(Extracted records begins)

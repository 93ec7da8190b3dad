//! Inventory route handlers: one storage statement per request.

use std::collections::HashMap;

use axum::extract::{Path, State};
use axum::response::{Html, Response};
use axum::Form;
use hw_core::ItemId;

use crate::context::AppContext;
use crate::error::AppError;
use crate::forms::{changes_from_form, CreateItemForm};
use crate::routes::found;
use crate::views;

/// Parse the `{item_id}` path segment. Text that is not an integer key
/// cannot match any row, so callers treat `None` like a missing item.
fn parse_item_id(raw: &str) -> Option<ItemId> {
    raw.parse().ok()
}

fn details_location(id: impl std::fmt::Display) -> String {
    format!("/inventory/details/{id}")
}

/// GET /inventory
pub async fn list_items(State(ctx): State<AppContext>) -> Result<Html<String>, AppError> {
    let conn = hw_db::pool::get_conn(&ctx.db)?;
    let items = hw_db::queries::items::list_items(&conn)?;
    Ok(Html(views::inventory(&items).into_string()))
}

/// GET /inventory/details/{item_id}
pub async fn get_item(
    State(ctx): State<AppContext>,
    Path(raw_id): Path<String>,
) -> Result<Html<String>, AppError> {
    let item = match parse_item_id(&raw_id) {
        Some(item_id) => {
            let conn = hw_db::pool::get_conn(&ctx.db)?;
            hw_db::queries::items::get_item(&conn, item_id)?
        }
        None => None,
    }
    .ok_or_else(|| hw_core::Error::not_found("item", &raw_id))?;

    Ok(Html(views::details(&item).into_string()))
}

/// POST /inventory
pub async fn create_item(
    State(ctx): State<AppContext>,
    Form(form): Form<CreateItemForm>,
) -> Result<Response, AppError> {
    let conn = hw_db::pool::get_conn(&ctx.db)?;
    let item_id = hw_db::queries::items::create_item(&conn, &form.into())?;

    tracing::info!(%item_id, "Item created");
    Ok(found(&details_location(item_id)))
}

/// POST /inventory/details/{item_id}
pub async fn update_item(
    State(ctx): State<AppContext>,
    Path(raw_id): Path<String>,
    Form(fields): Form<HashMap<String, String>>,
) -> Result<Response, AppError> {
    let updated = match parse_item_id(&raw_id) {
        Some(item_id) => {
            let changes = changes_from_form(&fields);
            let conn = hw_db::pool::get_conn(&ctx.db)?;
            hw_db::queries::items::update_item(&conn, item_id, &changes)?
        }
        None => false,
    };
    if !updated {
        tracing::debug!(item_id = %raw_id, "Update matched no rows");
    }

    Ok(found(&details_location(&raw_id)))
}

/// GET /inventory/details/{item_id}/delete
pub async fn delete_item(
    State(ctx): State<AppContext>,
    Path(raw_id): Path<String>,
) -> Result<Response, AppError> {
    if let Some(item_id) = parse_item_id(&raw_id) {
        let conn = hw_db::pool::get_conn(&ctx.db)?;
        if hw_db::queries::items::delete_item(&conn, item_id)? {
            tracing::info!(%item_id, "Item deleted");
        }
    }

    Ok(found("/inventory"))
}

(Extracted records ends)
(Extracted records begins)

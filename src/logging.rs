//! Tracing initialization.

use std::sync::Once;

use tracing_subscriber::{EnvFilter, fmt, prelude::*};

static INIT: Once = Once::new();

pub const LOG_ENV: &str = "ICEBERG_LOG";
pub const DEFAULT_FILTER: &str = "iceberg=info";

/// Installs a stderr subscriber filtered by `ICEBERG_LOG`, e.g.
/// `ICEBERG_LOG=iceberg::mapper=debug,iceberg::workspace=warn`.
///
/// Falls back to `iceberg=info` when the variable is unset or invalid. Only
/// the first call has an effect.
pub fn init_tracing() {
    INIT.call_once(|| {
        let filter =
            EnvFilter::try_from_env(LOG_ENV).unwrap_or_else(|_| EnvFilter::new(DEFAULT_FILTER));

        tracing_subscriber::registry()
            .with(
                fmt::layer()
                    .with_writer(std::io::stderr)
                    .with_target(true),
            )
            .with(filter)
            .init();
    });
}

(Extracted records ends)
(Extracted records begins)

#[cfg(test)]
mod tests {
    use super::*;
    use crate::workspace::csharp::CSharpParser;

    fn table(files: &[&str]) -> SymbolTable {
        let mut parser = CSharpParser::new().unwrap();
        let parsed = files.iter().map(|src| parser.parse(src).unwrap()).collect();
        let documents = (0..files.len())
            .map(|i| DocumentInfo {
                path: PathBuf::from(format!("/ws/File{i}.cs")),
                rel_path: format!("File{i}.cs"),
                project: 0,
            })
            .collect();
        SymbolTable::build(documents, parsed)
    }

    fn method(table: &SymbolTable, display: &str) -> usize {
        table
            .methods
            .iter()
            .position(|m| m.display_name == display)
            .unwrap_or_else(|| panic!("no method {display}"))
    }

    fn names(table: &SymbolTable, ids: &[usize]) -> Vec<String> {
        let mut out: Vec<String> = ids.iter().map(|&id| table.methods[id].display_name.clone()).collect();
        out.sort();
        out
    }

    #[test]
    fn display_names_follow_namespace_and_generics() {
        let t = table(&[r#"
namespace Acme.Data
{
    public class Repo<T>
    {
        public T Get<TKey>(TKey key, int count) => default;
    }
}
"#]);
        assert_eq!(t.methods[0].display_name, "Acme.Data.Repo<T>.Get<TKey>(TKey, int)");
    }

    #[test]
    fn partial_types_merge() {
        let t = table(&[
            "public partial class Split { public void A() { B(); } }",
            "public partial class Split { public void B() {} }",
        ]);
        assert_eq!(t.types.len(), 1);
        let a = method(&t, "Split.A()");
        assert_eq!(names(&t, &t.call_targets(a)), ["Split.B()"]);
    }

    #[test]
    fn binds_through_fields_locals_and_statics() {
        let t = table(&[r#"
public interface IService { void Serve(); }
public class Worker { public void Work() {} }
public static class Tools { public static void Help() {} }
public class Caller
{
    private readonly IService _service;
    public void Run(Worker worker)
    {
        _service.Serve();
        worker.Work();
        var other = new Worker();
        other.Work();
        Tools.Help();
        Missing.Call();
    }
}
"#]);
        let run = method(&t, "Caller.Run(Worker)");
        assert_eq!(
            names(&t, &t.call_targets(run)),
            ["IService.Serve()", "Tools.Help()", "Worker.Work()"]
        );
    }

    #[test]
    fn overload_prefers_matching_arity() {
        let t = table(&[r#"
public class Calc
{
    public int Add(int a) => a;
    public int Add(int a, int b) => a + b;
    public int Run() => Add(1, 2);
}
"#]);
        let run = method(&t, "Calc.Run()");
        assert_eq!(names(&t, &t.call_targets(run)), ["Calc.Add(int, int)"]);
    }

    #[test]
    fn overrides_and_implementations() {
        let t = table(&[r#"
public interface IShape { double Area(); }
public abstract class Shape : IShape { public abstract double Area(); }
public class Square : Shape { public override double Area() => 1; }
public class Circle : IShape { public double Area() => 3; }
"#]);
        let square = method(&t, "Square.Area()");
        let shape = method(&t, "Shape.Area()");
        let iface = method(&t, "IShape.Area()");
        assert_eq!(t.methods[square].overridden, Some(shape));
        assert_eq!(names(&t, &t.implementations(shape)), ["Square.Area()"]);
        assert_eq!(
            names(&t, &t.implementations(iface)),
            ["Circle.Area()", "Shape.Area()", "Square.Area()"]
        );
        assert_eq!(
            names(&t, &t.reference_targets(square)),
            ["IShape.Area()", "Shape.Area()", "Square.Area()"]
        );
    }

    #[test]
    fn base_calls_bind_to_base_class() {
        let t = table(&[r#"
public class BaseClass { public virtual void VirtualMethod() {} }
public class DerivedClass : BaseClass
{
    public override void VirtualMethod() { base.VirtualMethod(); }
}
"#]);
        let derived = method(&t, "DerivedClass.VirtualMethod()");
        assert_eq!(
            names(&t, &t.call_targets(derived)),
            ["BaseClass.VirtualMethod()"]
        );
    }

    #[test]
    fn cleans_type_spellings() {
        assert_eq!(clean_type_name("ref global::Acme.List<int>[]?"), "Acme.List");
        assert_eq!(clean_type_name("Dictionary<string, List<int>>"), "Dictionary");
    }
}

(Extracted records ends)

> The task:
Return exactly, and only, the lines above starting at the line that contains "public static class" and ending at the line that contains "other.Work();".

> Response to this task:
public static class Tools { public static void Help() {} }
public class Caller
{
    private readonly IService _service;
    public void Run(Worker worker)
    {
        _service.Serve();
        worker.Work();
        var other = new Worker();
        other.Work();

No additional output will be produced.